_What to work on_:
Among the lines of the records, find all that carry the word "ALERTA" and copy them.

_Dataset_:
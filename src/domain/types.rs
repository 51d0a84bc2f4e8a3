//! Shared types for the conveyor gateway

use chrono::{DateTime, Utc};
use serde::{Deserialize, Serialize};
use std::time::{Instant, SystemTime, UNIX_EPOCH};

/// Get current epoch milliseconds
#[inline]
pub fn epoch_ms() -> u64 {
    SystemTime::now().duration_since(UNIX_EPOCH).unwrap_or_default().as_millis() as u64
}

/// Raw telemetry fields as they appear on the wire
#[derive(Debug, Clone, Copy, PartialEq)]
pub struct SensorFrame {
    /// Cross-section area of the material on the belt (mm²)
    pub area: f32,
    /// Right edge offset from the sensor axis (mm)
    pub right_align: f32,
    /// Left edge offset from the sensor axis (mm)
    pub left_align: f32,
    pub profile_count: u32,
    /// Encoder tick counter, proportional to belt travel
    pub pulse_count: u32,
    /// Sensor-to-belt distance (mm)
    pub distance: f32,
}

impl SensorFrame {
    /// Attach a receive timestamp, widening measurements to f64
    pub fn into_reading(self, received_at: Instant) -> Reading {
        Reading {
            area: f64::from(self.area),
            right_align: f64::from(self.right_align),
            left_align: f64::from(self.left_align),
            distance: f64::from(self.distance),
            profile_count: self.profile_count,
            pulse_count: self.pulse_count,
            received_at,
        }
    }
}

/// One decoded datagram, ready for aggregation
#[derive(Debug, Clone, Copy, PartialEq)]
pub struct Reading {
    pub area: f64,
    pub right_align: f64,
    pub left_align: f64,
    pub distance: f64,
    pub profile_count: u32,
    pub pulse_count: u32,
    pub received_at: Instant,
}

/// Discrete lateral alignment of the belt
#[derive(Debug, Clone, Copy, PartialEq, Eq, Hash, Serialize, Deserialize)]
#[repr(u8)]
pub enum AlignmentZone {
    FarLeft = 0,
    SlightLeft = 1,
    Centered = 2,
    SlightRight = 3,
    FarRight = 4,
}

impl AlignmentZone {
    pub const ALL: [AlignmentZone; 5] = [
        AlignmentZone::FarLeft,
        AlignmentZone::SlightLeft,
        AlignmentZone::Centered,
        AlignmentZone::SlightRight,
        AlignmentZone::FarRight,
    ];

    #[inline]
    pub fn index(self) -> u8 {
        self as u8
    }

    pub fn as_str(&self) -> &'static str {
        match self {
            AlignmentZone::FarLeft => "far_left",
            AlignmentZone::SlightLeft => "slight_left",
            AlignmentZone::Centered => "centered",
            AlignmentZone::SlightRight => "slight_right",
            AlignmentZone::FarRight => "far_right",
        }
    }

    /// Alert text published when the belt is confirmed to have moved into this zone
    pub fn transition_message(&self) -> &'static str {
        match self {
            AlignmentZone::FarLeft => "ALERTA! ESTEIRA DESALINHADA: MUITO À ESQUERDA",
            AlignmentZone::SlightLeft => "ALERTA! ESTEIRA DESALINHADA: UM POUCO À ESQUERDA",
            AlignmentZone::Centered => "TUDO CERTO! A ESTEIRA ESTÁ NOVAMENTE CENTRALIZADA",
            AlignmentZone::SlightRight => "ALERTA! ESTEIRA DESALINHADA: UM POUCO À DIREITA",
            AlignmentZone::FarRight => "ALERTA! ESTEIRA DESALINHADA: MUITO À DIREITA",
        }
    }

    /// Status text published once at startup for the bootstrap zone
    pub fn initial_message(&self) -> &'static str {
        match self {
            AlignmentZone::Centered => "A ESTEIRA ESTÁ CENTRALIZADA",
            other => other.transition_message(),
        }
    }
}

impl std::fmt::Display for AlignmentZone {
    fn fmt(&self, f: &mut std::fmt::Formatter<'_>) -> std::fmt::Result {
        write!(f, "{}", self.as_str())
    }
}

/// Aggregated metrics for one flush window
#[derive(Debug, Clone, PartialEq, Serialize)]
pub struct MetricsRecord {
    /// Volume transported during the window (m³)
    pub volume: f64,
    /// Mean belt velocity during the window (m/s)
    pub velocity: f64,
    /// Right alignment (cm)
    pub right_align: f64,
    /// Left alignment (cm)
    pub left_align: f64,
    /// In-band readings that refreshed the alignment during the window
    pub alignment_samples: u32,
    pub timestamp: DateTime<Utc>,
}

_Written response_:
            AlignmentZone::FarLeft => "ALERTA! ESTEIRA DESALINHADA: MUITO À ESQUERDA",
            AlignmentZone::SlightLeft => "ALERTA! ESTEIRA DESALINHADA: UM POUCO À ESQUERDA",
            AlignmentZone::SlightRight => "ALERTA! ESTEIRA DESALINHADA: UM POUCO À DIREITA",
            AlignmentZone::FarRight => "ALERTA! ESTEIRA DESALINHADA: MUITO À DIREITA",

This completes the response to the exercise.